Big bold carrots were pulled for me to take home. There are three bee hives and, as it was a hot 32C when I was there, the bees were on "their front verandah" and one hive is a Kenyan top bar design. The bees are especially attracted to eschallot flowers. I asked if there were hens but was told that wedge tailed eagles swoop down and take a chook out of the pen. At that moment a "wedgie" soared overhead making squeaky calls.
In a hollow beneath a large quince tree was the reason Lorraine won the giveaway - four young bushes of mountain pepperberry (Tasmannia lanceolata). This is bush tucker at its spiciest and finest, and said to be high in anti-oxidants. The tallest bush at Apu is male and there are three female bushes. This is the first year they have been together and produced their successful issue, according to Lorraine.
The berries are still green and should ripen by early autumn when they will be dried for winter use in a handsome Huon pine pepper mill from Richmond, Tasmania. The mountain pepper will go into the recipe which follows, into a dry pepperberry rub for for meat to be barbecued and in a pepperberry liqueur.
The solar passive house is environmentally friendly and made for entertaining friends, especially those who like to escape the city for a day. I was given a glass of chilled lemon and lime water which Lorraine made with a neighbour. There were freshly baked gluten-free gem scones because Lorraine's first contact to me was among responses from dozens of readers when I wrote about gem scones and my Great Aunt's gem iron (Kitchen Garden March 30, 2021). Lorraine used her mother's pan and original recipe.

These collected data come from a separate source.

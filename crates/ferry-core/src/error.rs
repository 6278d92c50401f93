//! Error types for Ferry.
//!
//! This module provides a unified error type for all Ferry operations.
//! The variants follow the failure taxonomy of the upload protocol: some
//! failures are retried by the supervisor, others end the current operation.

use std::io;

use thiserror::Error;

/// A specialized `Result` type for Ferry operations.
pub type Result<T> = std::result::Result<T, Error>;

/// The main error type for Ferry.
#[derive(Error, Debug)]
pub enum Error {
    /// Network-level transport failure (connection lost mid-stream, refused, ...)
    #[error("network error: {0}")]
    Network(String),

    /// The backend answered with a non-success HTTP status
    #[error("upload rejected with HTTP status {0}")]
    HttpStatus(u16),

    /// The durable store could not be reached
    #[error("durable store unavailable: {0}")]
    StoreUnavailable(String),

    /// The platform refused to register the recovery trigger
    #[error("recovery trigger registration rejected: {0}")]
    RegistrationRejected(String),

    /// The context behind a handle has already stopped
    #[error("context terminated")]
    ContextTerminated,

    /// Configuration file error
    #[error("configuration error: {0}")]
    ConfigError(String),

    /// Invalid configuration value
    #[error("invalid configuration value for '{key}': {reason}")]
    InvalidConfig {
        /// Configuration key
        key: String,
        /// Reason for invalidity
        reason: String,
    },

    /// File not found
    #[error("file not found: {0}")]
    FileNotFound(String),

    /// I/O error
    #[error("I/O error: {0}")]
    Io(#[from] io::Error),

    /// Serialization error
    #[error("serialization error: {0}")]
    Serialization(String),

    /// Internal error (should not happen)
    #[error("internal error: {0}")]
    Internal(String),
}

impl Error {
    /// Returns whether this error is recoverable (can be retried).
    ///
    /// Network failures are resumed from the durable store and rejected
    /// trigger registrations are retried with a fixed backoff. Everything
    /// else ends the operation that produced it.
    #[must_use]
    pub const fn is_recoverable(&self) -> bool {
        matches!(self, Self::Network(_) | Self::RegistrationRejected(_))
    }

    /// Returns a helpful suggestion for resolving the error, if applicable.
    #[must_use]
    pub fn suggestion(&self) -> Option<&'static str> {
        match self {
            Self::Network(_) => Some(
                "The transfer was saved and will be resumed in the background.\n\
                 You can also resume it manually:\n\
                   ferry resume",
            ),
            Self::HttpStatus(_) => Some(
                "The server refused the upload. Check the endpoint with:\n\
                   ferry config",
            ),
            Self::StoreUnavailable(_) => Some(
                "Check that the store directory is writable.\n\
                 Its location is shown by:\n\
                   ferry config",
            ),
            _ => None,
        }
    }
}

impl From<serde_json::Error> for Error {
    fn from(e: serde_json::Error) -> Self {
        Self::Serialization(e.to_string())
    }
}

1 head cauliflower, chopped
2 tbsp olive oil
1 tsp mountain pepperberry
pinch garlic powder
1 large leaf of kale
3 tbsp pine nuts
bunch fresh thyme leaves
2 tbsp butter, melted
Preheat oven to 200C and line a baking sheet with aluminum foil. Wash and dry cauliflower then chop into large chunks. Wash and dry kale, remove stem, roughly chop leaf and set aside. Place cauliflower into large bowl, add olive oi, salt, mountain pepperberry and garlic powder and gently toss until it is all coated. Pour cauliflower onto the baking sheet and roast for 20 minutes. Take cauliflower out of oven and add pine nuts and kale. Put the pan back into the oven and roast for an additional five to eight minutes or until kale is crispy. Pour melted butter and sprinkle fresh thyme on top and gently mix.